## Exercise objective
What is the number of lines in the following data that contain "goes"? Answer with the number alone.

####

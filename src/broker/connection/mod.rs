//! MQTT Connection Handler
//!
//! One task per network client. The task owns the socket; everything the
//! broker sends to the client (acks and deliveries alike) goes through the
//! session's [`SharedWriter`] and is flushed here when the writer signals.

mod connect;
mod disconnect;
mod publish;
mod subscribe;

use std::net::SocketAddr;
use std::sync::Arc;
use std::time::Duration;

use bytes::{Buf, BytesMut};
use dashmap::DashMap;
use tokio::io::{AsyncRead, AsyncReadExt, AsyncWrite, AsyncWriteExt};
use tokio::sync::watch;
use tokio::time::{sleep_until, timeout, Instant};
use tracing::{debug, info, trace, warn};

use super::dispatcher::Dispatcher;
use super::{shutdown_signalled, BrokerConfig, SendError, SharedWriter};
use crate::codec::{Decoder, Encoder};
use crate::hooks::{ClientInfo, Hooks};
use crate::protocol::{
    DecodeError, Disconnect, Packet, ProtocolError, ProtocolVersion, ReasonCode, Will,
};
use crate::session::Session;

/// Connected clients by client id
pub(crate) type ClientMap = DashMap<Arc<str>, Arc<Session>>;

/// Connection error types
#[derive(Debug)]
pub enum ConnectionError {
    Io(std::io::Error),
    Protocol(ProtocolError),
    /// CONNECT refused with this reason
    Refused(ReasonCode),
    /// The client broke a rule; the connection is closed with this reason
    Violation(ReasonCode),
    Send(SendError),
    Timeout,
    Shutdown,
}

impl std::fmt::Display for ConnectionError {
    fn fmt(&self, f: &mut std::fmt::Formatter<'_>) -> std::fmt::Result {
        match self {
            ConnectionError::Io(e) => write!(f, "IO error: {}", e),
            ConnectionError::Protocol(e) => write!(f, "Protocol error: {}", e),
            ConnectionError::Refused(code) => write!(f, "CONNECT refused: {:?}", code),
            ConnectionError::Violation(code) => write!(f, "Closed by server: {:?}", code),
            ConnectionError::Send(e) => write!(f, "Send error: {}", e),
            ConnectionError::Timeout => write!(f, "Connection timeout"),
            ConnectionError::Shutdown => write!(f, "Shutdown"),
        }
    }
}

impl std::error::Error for ConnectionError {}

impl From<std::io::Error> for ConnectionError {
    fn from(e: std::io::Error) -> Self {
        ConnectionError::Io(e)
    }
}

impl From<DecodeError> for ConnectionError {
    fn from(e: DecodeError) -> Self {
        ConnectionError::Protocol(ProtocolError::Decode(e))
    }
}

impl From<ProtocolError> for ConnectionError {
    fn from(e: ProtocolError) -> Self {
        ConnectionError::Protocol(e)
    }
}

impl From<SendError> for ConnectionError {
    fn from(e: SendError) -> Self {
        ConnectionError::Send(e)
    }
}

impl ConnectionError {
    /// Reason for the v5.0 DISCONNECT sent before closing, if any
    fn disconnect_reason(&self) -> Option<ReasonCode> {
        match self {
            ConnectionError::Violation(code) => Some(*code),
            ConnectionError::Protocol(ProtocolError::Decode(DecodeError::PacketTooLarge)) => {
                Some(ReasonCode::PacketTooLarge)
            }
            ConnectionError::Protocol(ProtocolError::Decode(_)) => {
                Some(ReasonCode::MalformedPacket)
            }
            ConnectionError::Protocol(ProtocolError::KeepAliveTimeout) => {
                Some(ReasonCode::KeepAliveTimeout)
            }
            ConnectionError::Protocol(_) => Some(ReasonCode::ProtocolError),
            _ => None,
        }
    }
}

/// Removes the session from the registry and the client map however the
/// connection task ends, including when it is aborted.
pub(crate) struct SessionGuard {
    session: Arc<Session>,
    dispatcher: Arc<Dispatcher>,
    clients: Arc<ClientMap>,
}

impl Drop for SessionGuard {
    fn drop(&mut self) {
        let removed = self.dispatcher.remove_session(&self.session);
        let id = self.session.id();
        self.clients
            .remove_if(self.session.client_id(), |_, s| s.id() == id);
        trace!(
            "Released session {} ({} subscription(s))",
            self.session.client_id(),
            removed
        );
    }
}

/// State of an accepted client
pub(crate) struct Connected {
    pub(crate) session: Arc<Session>,
    pub(crate) writer: Arc<SharedWriter>,
    pub(crate) client: ClientInfo,
    pub(crate) protocol_version: ProtocolVersion,
    /// Negotiated keep alive in seconds, 0 disables it
    pub(crate) keep_alive: u16,
    pub(crate) will: Option<Will>,
    pub(crate) guard: SessionGuard,
}

/// What the read loop does after a packet
pub(crate) enum Flow {
    Continue,
    Disconnect { publish_will: bool },
}

/// Connection handler - generic over the stream type
pub struct Connection<S> {
    pub(crate) stream: S,
    pub(crate) addr: SocketAddr,
    pub(crate) decoder: Decoder,
    /// Used for CONNACK refusals, before a writer exists
    pub(crate) encoder: Encoder,
    pub(crate) read_buf: BytesMut,
    pub(crate) dispatcher: Arc<Dispatcher>,
    pub(crate) clients: Arc<ClientMap>,
    pub(crate) config: Arc<BrokerConfig>,
    pub(crate) hooks: Arc<dyn Hooks>,
    pub(crate) shutdown: watch::Receiver<bool>,
}

impl<S> Connection<S>
where
    S: AsyncRead + AsyncWrite + Unpin,
{
    pub(crate) fn new(
        stream: S,
        addr: SocketAddr,
        dispatcher: Arc<Dispatcher>,
        clients: Arc<ClientMap>,
        config: Arc<BrokerConfig>,
        hooks: Arc<dyn Hooks>,
        shutdown: watch::Receiver<bool>,
    ) -> Self {
        Self {
            stream,
            addr,
            decoder: Decoder::new().with_max_packet_size(config.max_packet_size),
            encoder: Encoder::default(),
            read_buf: BytesMut::with_capacity(4096),
            dispatcher,
            clients,
            config,
            hooks,
            shutdown,
        }
    }

    /// Run the connection handler until the client goes away or the broker
    /// shuts down
    pub async fn run(&mut self) -> Result<(), ConnectionError> {
        let mut shutdown = self.shutdown.clone();
        let connect_timeout = self.config.connect_timeout;

        let connected = tokio::select! {
            result = timeout(connect_timeout, self.read_connect()) => match result {
                Ok(result) => result?,
                Err(_) => {
                    debug!("Connect timeout from {}", self.addr);
                    return Err(ConnectionError::Timeout);
                }
            },
            _ = shutdown_signalled(&mut shutdown) => return Err(ConnectionError::Shutdown),
        };

        self.run_connected(connected).await
    }

    /// Run the main connection loop
    async fn run_connected(&mut self, conn: Connected) -> Result<(), ConnectionError> {
        let mut shutdown = self.shutdown.clone();
        let writer = conn.writer.clone();

        // 1.5x the negotiated interval, 0 disables the check
        let keep_alive = (conn.keep_alive > 0)
            .then(|| Duration::from_millis(u64::from(conn.keep_alive) * 1500));
        let mut deadline = keep_alive.map(|k| Instant::now() + k);
        debug!(
            "Keep alive for {}: {}s -> timeout {:?}",
            conn.client.client_id, conn.keep_alive, keep_alive
        );

        loop {
            tokio::select! {
                result = self.stream.read_buf(&mut self.read_buf) => {
                    match result {
                        Ok(0) => {
                            debug!("Connection closed from {}", self.addr);
                            self.handle_disconnect(conn, true, false).await;
                            return Ok(());
                        }
                        Ok(_) => {
                            deadline = keep_alive.map(|k| Instant::now() + k);
                            match self.process_packets(&conn).await {
                                Ok(Flow::Continue) => {}
                                Ok(Flow::Disconnect { publish_will }) => {
                                    self.handle_disconnect(conn, publish_will, true).await;
                                    return Ok(());
                                }
                                Err(e) => return Err(self.close_with_error(conn, e).await),
                            }
                        }
                        Err(e) => {
                            debug!("Read error from {}: {}", self.addr, e);
                            self.handle_disconnect(conn, true, false).await;
                            return Err(e.into());
                        }
                    }
                }

                // Flush outgoing packets queued by the dispatcher or by this task
                _ = writer.notified() => {
                    if let Err(e) = self.flush(&writer).await {
                        debug!("Write error to {}: {}", self.addr, e);
                        self.handle_disconnect(conn, true, false).await;
                        return Err(e);
                    }
                    if !writer.is_alive() {
                        debug!("Session of {} was closed by the broker", conn.client.client_id);
                        self.handle_disconnect(conn, true, false).await;
                        return Ok(());
                    }
                }

                _ = wait_deadline(deadline) => {
                    info!("Keep alive timeout for {} - disconnecting", conn.client.client_id);
                    let e = ConnectionError::Protocol(ProtocolError::KeepAliveTimeout);
                    return Err(self.close_with_error(conn, e).await);
                }

                _ = shutdown_signalled(&mut shutdown) => {
                    debug!("Disconnecting {} for shutdown", conn.client.client_id);
                    if conn.protocol_version == ProtocolVersion::V5 {
                        let disconnect = Disconnect::new(ReasonCode::ServerShuttingDown);
                        let _ = writer.send_packet(&Packet::Disconnect(disconnect));
                    }
                    self.handle_disconnect(conn, false, false).await;
                    return Err(ConnectionError::Shutdown);
                }
            }
        }
    }

    /// Decode and handle every complete packet in the read buffer
    async fn process_packets(&mut self, conn: &Connected) -> Result<Flow, ConnectionError> {
        while let Some((packet, consumed)) = self.decoder.decode(&self.read_buf)? {
            self.read_buf.advance(consumed);
            trace!("{} from {}", packet.name(), conn.client.client_id);
            if let Flow::Disconnect { publish_will } = self.handle_packet(conn, packet).await? {
                return Ok(Flow::Disconnect { publish_will });
            }
        }
        Ok(Flow::Continue)
    }

    /// Handle an incoming packet
    async fn handle_packet(
        &mut self,
        conn: &Connected,
        packet: Packet,
    ) -> Result<Flow, ConnectionError> {
        match packet {
            Packet::Connect(_) => Err(ProtocolError::ProtocolViolation("duplicate CONNECT").into()),
            Packet::Publish(publish) => self.handle_publish(conn, publish).await,
            Packet::PubAck(puback) => {
                // Nothing is retransmitted, so there is no state to release
                trace!(
                    "PUBACK {} from {}",
                    puback.packet_id,
                    conn.client.client_id
                );
                Ok(Flow::Continue)
            }
            Packet::Subscribe(subscribe) => self.handle_subscribe(conn, subscribe).await,
            Packet::Unsubscribe(unsubscribe) => self.handle_unsubscribe(conn, unsubscribe),
            Packet::PingReq => {
                queue(&conn.writer, &Packet::PingResp)?;
                Ok(Flow::Continue)
            }
            Packet::Disconnect(disconnect) => {
                debug!(
                    "DISCONNECT from {} (reason: {:?})",
                    conn.client.client_id, disconnect.reason_code
                );
                // Normal disconnection discards the will; 0x04 keeps it
                let publish_will = disconnect.reason_code == ReasonCode::DisconnectWithWill;
                Ok(Flow::Disconnect { publish_will })
            }
            other => {
                warn!(
                    "Unexpected {} from {}",
                    other.name(),
                    conn.client.client_id
                );
                Err(ProtocolError::ProtocolViolation("unexpected packet type").into())
            }
        }
    }

    /// Write everything queued on the writer to the socket
    pub(crate) async fn flush(&mut self, writer: &SharedWriter) -> Result<(), ConnectionError> {
        let data = writer.take_buffer();
        if !data.is_empty() {
            self.stream.write_all(&data).await?;
        }
        Ok(())
    }

    /// Tell a v5.0 client why it is being dropped, then release the session
    async fn close_with_error(&mut self, conn: Connected, error: ConnectionError) -> ConnectionError {
        debug!("Closing {}: {}", conn.client.client_id, error);
        if conn.protocol_version == ProtocolVersion::V5 {
            if let Some(reason) = error.disconnect_reason() {
                let _ = conn
                    .writer
                    .send_packet(&Packet::Disconnect(Disconnect::new(reason)));
            }
        }
        self.handle_disconnect(conn, true, false).await;
        error
    }
}

/// Queue a packet for this connection. A closed writer is not an error
/// here; the connection loop notices it on the next wakeup.
pub(crate) fn queue(writer: &SharedWriter, packet: &Packet) -> Result<(), ConnectionError> {
    match writer.send_packet(packet) {
        Ok(()) | Err(SendError::Closed) => Ok(()),
        Err(e) => Err(e.into()),
    }
}

async fn wait_deadline(deadline: Option<Instant>) {
    match deadline {
        Some(deadline) => sleep_until(deadline).await,
        None => std::future::pending().await,
    }
}

/// Generate a random ID
pub(crate) fn rand_id() -> u64 {
    use std::collections::hash_map::RandomState;
    use std::hash::{BuildHasher, Hasher};

    RandomState::new().build_hasher().finish()
}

####

## Answer space
2